Material design choices have an impact beyond form and function. Building materials can affect the indoor environment and human health, as well as the greater ecosystem, supply chain and beyond. Product transparency is key, and manufacturers that are open about their products enable choices that can transform the industry for the better.
Product ingredients, indicators for environmental impact, toxicity and sustainable building benchmarks should be considered as a set of performance attributes. This is why labels like Declare that allow manufacturers to voluntarily disclose product information are important.

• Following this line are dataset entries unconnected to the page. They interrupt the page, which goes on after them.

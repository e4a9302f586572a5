use std::sync::Arc;

use notes_auth::services::credentials::{CredentialStore, MemoryCredentialStore, PgCredentialStore};
use notes_auth::services::google::{GoogleAuth, GoogleConfig, domain_policy};
use notes_auth::services::mail::{LogMailer, Mailer, SmtpConfig, SmtpMailer};
use notes_auth::{AppConfig, AppState, StoreKind, db, routes};

#[tokio::main]
async fn main() -> Result<(), Box<dyn std::error::Error>> {
    let _ = dotenvy::dotenv();
    tracing_subscriber::fmt::init();

    let config = AppConfig::from_env()?;

    let credentials: Arc<dyn CredentialStore> = match (config.store, config.database_url.as_deref()) {
        (StoreKind::Postgres, Some(database_url)) => {
            let pool = db::init_pool(database_url).await?;
            Arc::new(PgCredentialStore::new(pool))
        }
        _ => {
            tracing::warn!("using in-memory credential store — accounts are lost on restart");
            Arc::new(MemoryCredentialStore::new())
        }
    };

    // Mail is non-fatal: without SMTP settings verification codes are logged.
    let mailer: Arc<dyn Mailer> = match SmtpConfig::from_env() {
        Some(smtp) => {
            tracing::info!(host = %smtp.host, "smtp mailer initialized");
            Arc::new(SmtpMailer::new(&smtp)?)
        }
        None => {
            tracing::warn!("SMTP not configured — verification mails will be logged");
            Arc::new(LogMailer)
        }
    };

    let google_config = GoogleConfig::from_env();
    if google_config.is_none() {
        tracing::warn!("Google OAuth not configured — provider routes disabled");
    }
    let mut google = GoogleAuth::new(google_config, &config.google_prefix, &config.return_endpoint);
    if let Some(domain) = &config.google_allowed_domain {
        tracing::info!(%domain, "google logins restricted to domain");
        google = google.with_login_handler(domain_policy(domain));
    }

    let port = config.port;
    let state = AppState::new(config, credentials, mailer, google);

    let app = routes::app(state);
    let listener = tokio::net::TcpListener::bind(format!("0.0.0.0:{port}")).await?;

    tracing::info!(%port, "notes-auth listening");
    axum::serve(listener, app).await?;
    Ok(())
}
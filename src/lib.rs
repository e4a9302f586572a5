//! Email/password and Google sign-in for axum apps.
//!
//! ARCHITECTURE
//! ============
//! The binary in `main.rs` serves [`routes::app`] on its own. Apps that carry
//! their own pages mount the same pieces instead: [`routes::google::routes`]
//! under the adapter prefix, and [`routes::google::protect_all_login`] or
//! [`routes::google::protect_all_auth`] around the routers they want guarded.

pub mod config;
pub mod db;
pub mod routes;
pub mod services;
pub mod state;

pub use config::{AppConfig, StoreKind};
pub use state::AppState;
use std::path::{Path, PathBuf};

use directories::ProjectDirs;
use quarkfm_bridge::config::ClientConfig;
use tokio::{
    fs::{OpenOptions, create_dir_all, read_to_string},
    io::AsyncWriteExt,
};

/// Environment variable that overrides the configured server URL.
pub const SERVER_URL_ENV: &str = "QUARKFM_SERVER_URL";

const CONFIG_FILE_NAME: &str = "client.toml";

/// Errors that can occur while loading or resolving the client configuration.
#[derive(Debug, thiserror::Error)]
pub enum ConfigError {
    /// Failed to determine the user's configuration directory. This usually
    /// occurs when required environment variables are missing (e.g., `$HOME`
    /// on Unix or `%APPDATA%` on Windows).
    #[error("failed to obtain user's directories")]
    DirectoriesNotFound,
    /// An I/O error occurred while reading or writing the configuration file.
    #[error("failed to read config: {0}")]
    IoError(#[from] std::io::Error),
    /// The configuration file contains invalid TOML or does not match the expected structure.
    #[error("failed to deserialize config: {0}")]
    DeserializeError(#[from] toml::de::Error),
    /// Failed to serialize the configuration to TOML (e.g., when saving changes).
    #[error("failed to serialize config: {0}")]
    SerializeError(#[from] toml::ser::Error),
}

fn config_path() -> Result<PathBuf, ConfigError> {
    match ProjectDirs::from("dev", "quarkfm", "quarkfm") {
        Some(dirs) => Ok(dirs.config_dir().join(CONFIG_FILE_NAME)),
        None => Err(ConfigError::DirectoriesNotFound),
    }
}

/// Loads the client configuration from the user's configuration directory and
/// applies the environment override.
pub async fn load_config() -> Result<ClientConfig, ConfigError> {
    let path = config_path()?;
    log::info!("Loading configuration from {path:?}");
    let mut config = load_config_from(&path).await?;

    if let Ok(server_url) = std::env::var(SERVER_URL_ENV) {
        if !server_url.trim().is_empty() {
            log::info!("Using server URL from {SERVER_URL_ENV}: {server_url}");
            config.server_url = server_url.trim().to_owned();
        }
    }

    Ok(config)
}

/// Reads the configuration at `path`, writing the defaults there first when
/// the file does not exist yet.
pub async fn load_config_from(path: &Path) -> Result<ClientConfig, ConfigError> {
    if path.exists() {
        let contents = read_to_string(path).await?;
        let config: ClientConfig = toml::from_str(&contents)?;
        return Ok(config);
    }

    let config = ClientConfig::default();
    if let Some(parent) = path.parent() {
        create_dir_all(parent).await?;
    }

    let contents = toml::to_string_pretty(&config)?;
    let mut file = OpenOptions::new()
        .write(true)
        .create_new(true)
        .open(path)
        .await?;
    file.write_all(contents.as_bytes()).await?;
    file.sync_all().await?;

    Ok(config)
}

/// Saves the configuration to the user's configuration directory.
pub async fn save_config(config: &ClientConfig) -> Result<(), ConfigError> {
    save_config_to(&config_path()?, config).await
}

/// Serializes `config` to pretty-printed TOML and writes it to `path`,
/// overwriting any existing file.
pub async fn save_config_to(path: &Path, config: &ClientConfig) -> Result<(), ConfigError> {
    if let Some(parent) = path.parent() {
        create_dir_all(parent).await?;
    }

    let mut file = OpenOptions::new()
        .write(true)
        .create(true)
        .truncate(true)
        .open(path)
        .await?;

    let contents = toml::to_string_pretty(config)?;
    file.write_all(contents.as_bytes()).await?;
    file.sync_all().await?;

    Ok(())
}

Declare labels help specifiers quickly identify products that meet their project’s sustainability and healthy material requirements. Declare labels display all intentionally added ingredients and residuals at or above 100 ppm (0.01%) present in the final product by weight. Each ingredient must be reported with a chemical name, CAS number, and percentage or percentage range.
These product constituents are presented on a label, akin to a nutritional label, along with end-of-life information, responsible sourcing, VOC content, emissions testing, LBC compliance and other information designed to help specifiers better understand each product.
By facilitating and simplifying the exchange of complex information, Declare has positively changed the materials marketplace to enable buildings that support human and environmental health, and increased material health awareness.
Transformation through transparency is something that resonates with Australian flooring manufacturer GH Commercial, which currently has 18 products on Declare, all of them LBC Red List Free, setting a high industry benchmark.